|Reviews for liquid moments|
| hanfiddle chapter 1 . 11/12/2008
Very beautiful poetry - feels like a ripple or a rivulet throughout.
| Herzfaeden chapter 1 . 5/12/2008
Beautiful imagery. Your longer poetry is as dense, unusual and expressive as your haikus, and also seems to revolve around nature. I really like this.
| Karine Dragon'sheart chapter 1 . 2/20/2008
*soft sigh* Oh, for nature...leaves me breathless, and not many manage that...
| Maisha Mafuriko chapter 1 . 8/30/2005
Beautifully conveyed of a moment's passing and much to be gained from.
| Nobody-n-Particular chapter 1 . 7/6/2005
Love the diction in this, your word choice conveys such blurring of meanings and shifts in tones. Excellent.

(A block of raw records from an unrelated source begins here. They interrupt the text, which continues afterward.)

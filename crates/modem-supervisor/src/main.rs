//! Modem Supervisor - Main Entry Point

use anyhow::Context;
use clap::Parser;
use modem_protocol::sim::{SimulatedConnector, SimulatedModem, SimulatedPower};
use modem_protocol::{Connector, ControlLines, ModemConfig, ModemSession, PowerKey, SerialConnector, StatusLine};
use modem_supervisor::{init_logging, spawn_passthrough, supervise, RecoveryPolicy, Settings};
use std::path::PathBuf;
use tracing::{info, warn};

/// Cellular modem supervisor
#[derive(Parser, Debug)]
#[command(name = "modem-supervisor", version, about)]
struct Cli {
    /// Settings file (TOML); missing files are skipped
    #[arg(long, default_value = "modem.toml")]
    config: PathBuf,

    /// Run against a simulated modem instead of serial hardware
    #[arg(long, default_value_t = false)]
    simulate: bool,

    /// Forward stdin lines to the modem
    #[arg(long, default_value_t = false)]
    passthrough: bool,
}

#[tokio::main(flavor = "current_thread")]
async fn main() -> anyhow::Result<()> {
    let cli = Cli::parse();
    let mut settings = Settings::load(&cli.config)
        .with_context(|| format!("loading settings from {}", cli.config.display()))?;
    settings.passthrough |= cli.passthrough;
    init_logging(&settings.logging)?;

    info!("=== Modem Supervisor v{} ===", env!("CARGO_PKG_VERSION"));

    if cli.simulate {
        info!("Running against a simulated modem");
        if settings.passthrough {
            warn!("Passthrough is not available in simulation mode");
        }
        let power = SimulatedPower::new(false);
        let connector = SimulatedConnector::new(SimulatedModem::booting());
        let config = ModemConfig {
            link: settings.link.clone(),
            ..ModemConfig::fast()
        };
        let session = ModemSession::new(power.clone(), power, connector, config);
        return run(session, &settings.recovery).await;
    }

    info!("Modem on {} (control lines on {})", settings.device, settings.control_device);
    let key = ControlLines::open(&settings.control_device)?;
    let status = key.try_clone()?;
    let connector = SerialConnector::new(&settings.device, settings.link.clone());
    if settings.passthrough {
        info!("Forwarding stdin to the modem");
        spawn_passthrough(tokio::io::stdin(), connector.subscribe());
    }

    let session = ModemSession::new(key, status, connector, settings.modem_config());
    run(session, &settings.recovery).await
}

async fn run<K, S, C>(mut session: ModemSession<K, S, C>, policy: &RecoveryPolicy) -> anyhow::Result<()>
where
    K: PowerKey,
    S: StatusLine,
    C: Connector,
{
    let outcome = tokio::select! {
        result = supervise(&mut session, policy) => result,
        _ = tokio::signal::ctrl_c() => {
            info!("Received Ctrl-C, shutting down");
            Ok(())
        }
    };

    if let Err(e) = session.stop().await {
        warn!("Could not switch modem off: {}", e);
    }
    outcome?;
    Ok(())
}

| Cemetary Gates chapter 1 . 6/2/2005
I like this poem. You have a very imaginative mind. The vivid imagery is conveyed well in my own mind through the pen of your words.
My advice is to watch out for punctuation. Sometimes it may make the poem read abruptly - instead of flowing. Sometimes, though, a writer may make use of that abruptness on purpose. But if that is your own unique style, then keep at it!
And keep writing!
| youzi chapter 1 . 5/23/2005
I liked this piece a lot...liquid is so fascinating... I loved especially 'A spirit of freshnessFluidly dripping on the surfaceReflecting, integrating..Turning prismatic into conic..
Its essence once angular and roughNow circular and floatingFibres of a subtle unityGuiding us along our path..' ...
Do keep writing, lovely work D
| Brinneh chapter 1 . 5/12/2005
This poem holds great imagery, and I'm not joking. I can just see the ripples changing the water's surface...and the flower petals littering the water, too. Great job on this one, the only criticism I can offer is to be more subtle in the last stanza...but I guess that all depends on how you want the poem to come across.